In June, the ports of Long Beach and Los Angeles saw huge increases in shipping traffic come through their gates, reopening an employment market for blue-collar workers in the South Bay region that had been dark for more than one year.
Traffic containers at the Port of Long Beach increased by 27% over June 2009 to 262,053 containers (imports only), according to the L.A. Times. At the Port of Los Angeles, the jump was even more significant at 32% for 730,318 containers. Those numbers are big, and not even in just relative terms. At the Port of L.A., those numbers are the best ever for June and even surpass the rush of 2006.
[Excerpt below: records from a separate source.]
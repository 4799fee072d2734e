//! Locale file syntaxes, looked up by file extension.

use std::fmt;

use serde_json::{
    Map,
    Number,
    Value,
};
use tree_sitter::{
    Language,
    Node,
    Parser,
};

use super::error::ParserError;

/// Reads a locale file into a nested object and writes it back.
pub trait LocaleParser: fmt::Debug + Send + Sync {
    /// Extensions handled, without the leading dot.
    fn extensions(&self) -> &[&'static str];

    /// Nested object held by `text`.
    fn parse(&self, text: &str) -> Result<Value, ParserError>;

    /// File text for a nested object.
    fn serialize(&self, value: &Value) -> Result<String, ParserError>;
}

/// Plain JSON locale files.
#[derive(Debug, Default, Clone, Copy)]
pub struct JsonParser;

impl LocaleParser for JsonParser {
    fn extensions(&self) -> &[&'static str] {
        &["json"]
    }

    fn parse(&self, text: &str) -> Result<Value, ParserError> {
        let value: Value = serde_json::from_str(text)?;
        if value.is_object() { Ok(value) } else { Err(ParserError::NotAnObject) }
    }

    fn serialize(&self, value: &Value) -> Result<String, ParserError> {
        let mut text = serde_json::to_string_pretty(value)?;
        text.push('\n');
        Ok(text)
    }
}

/// Module locale files: `export default { ... }` or `module.exports = { ... }`.
///
/// Written back with bare identifier keys and single-quoted strings.
#[derive(Debug, Clone, Copy)]
pub struct EsModuleParser {
    /// Parse with the TypeScript grammar.
    typescript: bool,
}

impl EsModuleParser {
    #[must_use]
    pub const fn javascript() -> Self {
        Self { typescript: false }
    }

    #[must_use]
    pub const fn typescript() -> Self {
        Self { typescript: true }
    }

    /// Grammar for this dialect.
    fn language(self) -> Language {
        if self.typescript {
            tree_sitter_typescript::LANGUAGE_TYPESCRIPT.into()
        } else {
            tree_sitter_javascript::LANGUAGE.into()
        }
    }
}

impl LocaleParser for EsModuleParser {
    fn extensions(&self) -> &[&'static str] {
        if self.typescript { &["ts"] } else { &["js", "mjs", "cjs"] }
    }

    fn parse(&self, text: &str) -> Result<Value, ParserError> {
        let mut parser = Parser::new();
        parser.set_language(&self.language())?;
        let tree = parser.parse(text, None).ok_or(ParserError::ParseFailed)?;

        let source = text.as_bytes();
        let object = find_exported_object(tree.root_node(), source).ok_or(ParserError::MissingExport)?;
        node_to_value(object, source)
    }

    fn serialize(&self, value: &Value) -> Result<String, ParserError> {
        if !value.is_object() {
            return Err(ParserError::NotAnObject);
        }
        let mut out = String::from("export default ");
        write_js_value(&mut out, value, 0);
        out.push('\n');
        Ok(out)
    }
}

/// Parsers known to the catalog.
#[derive(Debug)]
pub struct ParserRegistry {
    /// First match by extension wins.
    parsers: Vec<Box<dyn LocaleParser>>,
}

impl Default for ParserRegistry {
    fn default() -> Self {
        Self::new()
    }
}

impl ParserRegistry {
    #[must_use]
    pub fn new() -> Self {
        Self {
            parsers: vec![
                Box::new(JsonParser),
                Box::new(EsModuleParser::javascript()),
                Box::new(EsModuleParser::typescript()),
            ],
        }
    }

    /// Returns `None` for extensions no parser handles.
    #[must_use]
    pub fn for_extension(&self, ext: &str) -> Option<&dyn LocaleParser> {
        let ext = ext.trim_start_matches('.');
        self.parsers
            .iter()
            .find(|parser| parser.extensions().iter().any(|e| *e == ext))
            .map(|parser| &**parser)
    }
}

/// Named children without comments.
fn named_children(node: Node<'_>) -> Vec<Node<'_>> {
    let mut cursor = node.walk();
    node.named_children(&mut cursor).filter(|child| child.kind() != "comment").collect()
}

/// Strips wrappers such as `( ... )`, `x as const` and `x satisfies T`.
fn unwrap_expression(mut node: Node<'_>) -> Node<'_> {
    while matches!(
        node.kind(),
        "parenthesized_expression" | "as_expression" | "satisfies_expression"
    ) {
        let Some(inner) = named_children(node).into_iter().next() else {
            break;
        };
        node = inner;
    }
    node
}

/// Object literal behind `export default` or `module.exports =`.
fn find_exported_object<'tree>(root: Node<'tree>, source: &[u8]) -> Option<Node<'tree>> {
    for statement in named_children(root) {
        let candidate = match statement.kind() {
            "export_statement" => statement.child_by_field_name("value"),
            "expression_statement" => named_children(statement)
                .into_iter()
                .find(|expr| expr.kind() == "assignment_expression")
                .filter(|assign| {
                    assign
                        .child_by_field_name("left")
                        .and_then(|left| left.utf8_text(source).ok())
                        .is_some_and(|left| left == "module.exports")
                })
                .and_then(|assign| assign.child_by_field_name("right")),
            _ => None,
        };
        if let Some(node) = candidate.map(unwrap_expression)
            && node.kind() == "object"
        {
            return Some(node);
        }
    }
    None
}

/// Error for a node that is not static data.
fn unsupported(node: Node<'_>) -> ParserError {
    ParserError::UnsupportedValue { kind: node.kind().to_string(), offset: node.start_byte() }
}

/// Source text of `node`.
fn node_text<'s>(node: Node<'_>, source: &'s [u8]) -> Result<&'s str, ParserError> {
    node.utf8_text(source).map_err(|_| unsupported(node))
}

/// Static JSON value of an object, array, string, template, number or literal node.
fn node_to_value(node: Node<'_>, source: &[u8]) -> Result<Value, ParserError> {
    let node = unwrap_expression(node);
    match node.kind() {
        "object" => {
            let mut map = Map::new();
            for child in named_children(node) {
                if child.kind() != "pair" {
                    return Err(unsupported(child));
                }
                let (Some(key), Some(value)) =
                    (child.child_by_field_name("key"), child.child_by_field_name("value"))
                else {
                    return Err(unsupported(child));
                };
                map.insert(property_key(key, source)?, node_to_value(value, source)?);
            }
            Ok(Value::Object(map))
        }
        "array" => named_children(node)
            .into_iter()
            .map(|child| node_to_value(child, source))
            .collect::<Result<Vec<_>, _>>()
            .map(Value::Array),
        "string" => Ok(Value::String(decode_string_literal(node_text(node, source)?))),
        "template_string" => {
            if named_children(node).iter().any(|c| c.kind() == "template_substitution") {
                return Err(unsupported(node));
            }
            Ok(Value::String(decode_string_literal(node_text(node, source)?)))
        }
        "number" => {
            let text = node_text(node, source)?;
            Ok(serde_json::from_str::<Number>(text)
                .map_or_else(|_| Value::String(text.to_string()), Value::Number))
        }
        "true" => Ok(Value::Bool(true)),
        "false" => Ok(Value::Bool(false)),
        "null" | "undefined" => Ok(Value::Null),
        _ => Err(unsupported(node)),
    }
}

/// Object key as written, unquoted.
fn property_key(node: Node<'_>, source: &[u8]) -> Result<String, ParserError> {
    match node.kind() {
        "property_identifier" | "number" => Ok(node_text(node, source)?.to_string()),
        "string" => Ok(decode_string_literal(node_text(node, source)?)),
        _ => Err(unsupported(node)),
    }
}

/// Decodes a quoted JS string literal (`'...'`, `"..."` or `` `...` ``).
#[must_use]
pub fn decode_string_literal(raw: &str) -> String {
    let mut chars = raw.chars();
    chars.next();
    chars.next_back();
    unescape_js(chars.as_str())
}

/// Resolves JS escape sequences.
fn unescape_js(body: &str) -> String {
    let mut out = String::with_capacity(body.len());
    let mut chars = body.chars().peekable();

    while let Some(ch) = chars.next() {
        if ch != '\\' {
            out.push(ch);
            continue;
        }
        let Some(escaped) = chars.next() else {
            out.push('\\');
            break;
        };
        match escaped {
            'n' => out.push('\n'),
            't' => out.push('\t'),
            'r' => out.push('\r'),
            'b' => out.push('\u{8}'),
            'f' => out.push('\u{c}'),
            'v' => out.push('\u{b}'),
            '0' => out.push('\0'),
            '\n' => {}
            'x' => {
                let hex: String = chars.by_ref().take(2).collect();
                push_code_point(&mut out, &hex);
            }
            'u' => {
                let hex: String = if chars.peek() == Some(&'{') {
                    chars.next();
                    chars.by_ref().take_while(|c| *c != '}').collect()
                } else {
                    chars.by_ref().take(4).collect()
                };
                push_code_point(&mut out, &hex);
            }
            other => out.push(other),
        }
    }
    out
}

/// Pushes the char for `hex`, or `hex` itself when it is not a code point.
fn push_code_point(out: &mut String, hex: &str) {
    match u32::from_str_radix(hex, 16).ok().and_then(char::from_u32) {
        Some(ch) => out.push(ch),
        None => out.push_str(hex),
    }
}

/// Usable as a bare object key.
fn is_identifier(key: &str) -> bool {
    let mut chars = key.chars();
    chars.next().is_some_and(|c| c.is_ascii_alphabetic() || c == '_' || c == '$')
        && chars.all(|c| c.is_ascii_alphanumeric() || c == '_' || c == '$')
}

/// Single-quoted JS string literal.
#[must_use]
pub fn quote_single(text: &str) -> String {
    let mut out = String::with_capacity(text.len() + 2);
    out.push('\'');
    for ch in text.chars() {
        match ch {
            '\\' => out.push_str("\\\\"),
            '\'' => out.push_str("\\'"),
            '\n' => out.push_str("\\n"),
            '\r' => out.push_str("\\r"),
            '\t' => out.push_str("\\t"),
            '\u{2028}' => out.push_str("\\u2028"),
            '\u{2029}' => out.push_str("\\u2029"),
            _ => out.push(ch),
        }
    }
    out.push('\'');
    out
}

/// Writes `value` as a JS literal, indenting nested lines by `depth`.
fn write_js_value(out: &mut String, value: &Value, depth: usize) {
    let indent = "  ".repeat(depth + 1);
    let closing = "  ".repeat(depth);
    match value {
        Value::Object(map) if map.is_empty() => out.push_str("{}"),
        Value::Object(map) => {
            out.push_str("{\n");
            for (index, (key, child)) in map.iter().enumerate() {
                out.push_str(&indent);
                if is_identifier(key) {
                    out.push_str(key);
                } else {
                    out.push_str(&quote_single(key));
                }
                out.push_str(": ");
                write_js_value(out, child, depth + 1);
                if index + 1 < map.len() {
                    out.push(',');
                }
                out.push('\n');
            }
            out.push_str(&closing);
            out.push('}');
        }
        Value::Array(items) if items.is_empty() => out.push_str("[]"),
        Value::Array(items) => {
            out.push_str("[\n");
            for (index, child) in items.iter().enumerate() {
                out.push_str(&indent);
                write_js_value(out, child, depth + 1);
                if index + 1 < items.len() {
                    out.push(',');
                }
                out.push('\n');
            }
            out.push_str(&closing);
            out.push(']');
        }
        Value::String(s) => out.push_str(&quote_single(s)),
        other => out.push_str(&other.to_string()),
    }
}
What it all means is that jobs at the docks were plentiful, a welcome sight to those who struggled to find work over the past few years. As the Times Ronald D. White explains it:
The effects were felt immediately at the nation’s busiest seaport complex. For the first time since the worldwide recession, jobs were so plentiful on the docks last month that veteran union members had to be supplemented by hundreds of part-time workers, known as casuals. That followed a year in which there were no jobs for part-timers and even veterans struggled to find work.
The article goes on to warn that the success isn’t permanent, yet, and it’s true that it may be premature to declare the region’s emergence from the recession after just one good month at the harbors. While the summer is likely to continue being strong there is no telling where shipping numbers will go after that. But one expert interviewed said that success should come quickly to cities near the ports, and Long Beach could see a “new wave of commercial real estate investment,” according to Jones Lang LaSalle vice president John Carver.